Migrate Elasticsearch & OpenSearch Logs into SLS for Unified Analysis - Simple Log Service

Prerequisites

You have a running Elasticsearch/OpenSearch cluster.
You have created a Project and a LogStore. For more information, see Manage a Project and Create a basic LogStore.

Supported versions

This feature supports Elasticsearch 6.3 or later and OpenSearch 1.0.0 or later.

Create a data import configuration

Log on to the Simple Log Service console.
In the Data Collection section, on the Data Import tab, select ES/OpenSearch - Data Import.
Select the destination project and Logstore, and then click Next.
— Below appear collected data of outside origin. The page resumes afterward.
//! Probe Layer
//!
//! Invokes the external ping utility and extracts latency values from its
//! textual output.
//!
//! # Architecture
//!
//! - [`Prober`]: Core trait for executing one echo probe against a target
//! - [`PingProber`]: Production prober shelling out to the system `ping`
//! - [`extract_latency`]: Pure text-to-latency extraction
//! - [`FakeProber`] / [`DemoProber`]: Scripted and synthetic probers for
//!   tests and offline demo runs
//!
//! # Example
//!
//! ```rust,no_run
//! use pinggraph::probe::{PingProber, Prober};
//! use std::time::Duration;
//!
//! # async fn demo() -> Result<(), pinggraph::probe::ProbeError> {
//! let prober = PingProber::new("ping", Duration::from_secs(5));
//! let output = prober.probe("8.8.8.8").await?;
//! let _latency = pinggraph::probe::parse_latency_ms(&output);
//! # Ok(())
//! # }
//! ```

mod fake;
mod parse;
mod ping;

pub use fake::{DemoProber, FakeProbeEntry, FakeProber};
pub use parse::{extract_latency, parse_latency_ms};
pub use ping::{PingProber, DEFAULT_PROBE_TIMEOUT};

use std::time::Duration;

use thiserror::Error;

/// Errors that can occur while executing a probe.
///
/// Probe errors never terminate a sampling session: the loop treats the
/// error's display string as the iteration's output text, so a failed probe
/// simply produces no sample.
#[derive(Debug, Error)]
pub enum ProbeError {
    /// The probe process could not be launched or errored while running.
    #[error("Ping failed: {0}")]
    Spawn(#[from] std::io::Error),

    /// The probe process did not complete within the configured timeout.
    #[error("Ping timed out after {0:?}")]
    Timeout(Duration),
}

/// Core trait for executing one echo probe against a target.
///
/// A probe requests exactly one echo and resolves to the combined textual
/// output of the invocation. Implementations must not block the calling
/// task's executor thread; the blocking wait for the external process
/// belongs on the async runtime.
#[async_trait::async_trait]
pub trait Prober: Send + Sync + 'static {
    /// Execute a single probe against `target` and return its combined
    /// textual output.
    async fn probe(&self, target: &str) -> Result<String, ProbeError>;
}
Configure the import settings.

In the Import Configuration step, configure the following parameters.

Parameter	Description
Job Name	The unique name of the SLS job.
Display Name	The display name of the job.
Job Description	The description of the import job.
Service Instance URL	The URL of the Elasticsearch/OpenSearch cluster. The format is `http://host:port/`. You can specify multiple URLs separated by commas (,), for example, `http://host1:port1/,http://host2:port2/`. Typically, the service port for an Elasticsearch/OpenSearch cluster is 9200. Important If you specify a VPC ID, you must set `host` to the IPv4 address of the corresponding ECS instance.
Index List	The indexes to import. Separate multiple indexes with commas (,), for example, `index1,index2,index3`.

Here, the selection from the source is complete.